Work task:
Transcription should be exact. Include all entries.

Supplied information:
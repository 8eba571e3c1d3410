//! Error types for motion-planner

use std::fmt;

/// Fatal configuration errors raised by the planners.
///
/// Planning failure (no path within the sample budget) is not an error;
/// `solve` reports it through its boolean result.
#[derive(Debug)]
pub enum PlannerError {
    /// A configuration value is out of its allowed range
    InvalidParameter(String),
    /// A state or space dimension is unusable for the requested operation
    InvalidDimension(String),
}

impl fmt::Display for PlannerError {
    fn fmt(&self, f: &mut fmt::Formatter<'_>) -> fmt::Result {
        match self {
            PlannerError::InvalidParameter(msg) => write!(f, "Invalid parameter: {}", msg),
            PlannerError::InvalidDimension(msg) => write!(f, "Invalid dimension: {}", msg),
        }
    }
}

impl std::error::Error for PlannerError {}

/// Result type alias for planner operations
pub type PlannerResult<T> = Result<T, PlannerError>;

#[cfg(test)]
mod tests {
    use super::*;

    #[test]
    fn test_error_display() {
        let err = PlannerError::InvalidParameter("goal sampling rate must be in [0, 1]".to_string());
        assert_eq!(
            format!("{}", err),
            "Invalid parameter: goal sampling rate must be in [0, 1]"
        );

        let err = PlannerError::InvalidDimension("state dimension must be at least 2".to_string());
        assert_eq!(
            format!("{}", err),
            "Invalid dimension: state dimension must be at least 2"
        );
    }
}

Answer:
repository 8eba571e3c1d3410
//! Error types for motion-planner

use std::fmt;

/// Fatal configuration errors raised by the planners.
///
/// Planning failure (no path within the sample budget) is not an error;
/// `solve` reports it through its boolean result.
#[derive(Debug)]
pub enum PlannerError {
    /// A configuration value is out of its allowed range
    InvalidParameter(String),
    /// A state or space dimension is unusable for the requested operation
    InvalidDimension(String),
}

impl fmt::Display for PlannerError {
    fn fmt(&self, f: &mut fmt::Formatter<'_>) -> fmt::Result {
        match self {
            PlannerError::InvalidParameter(msg) => write!(f, "Invalid parameter: {}", msg),
            PlannerError::InvalidDimension(msg) => write!(f, "Invalid dimension: {}", msg),
        }
    }
}

impl std::error::Error for PlannerError {}

/// Result type alias for planner operations
pub type PlannerResult<T> = Result<T, PlannerError>;

#[cfg(test)]
mod tests {
    use super::*;

    #[test]
    fn test_error_display() {
        let err = PlannerError::InvalidParameter("goal sampling rate must be in [0, 1]".to_string());
        assert_eq!(
            format!("{}", err),
            "Invalid parameter: goal sampling rate must be in [0, 1]"
        );

        let err = PlannerError::InvalidDimension("state dimension must be at least 2".to_string());
        assert_eq!(
            format!("{}", err),
            "Invalid dimension: state dimension must be at least 2"
        );
    }
}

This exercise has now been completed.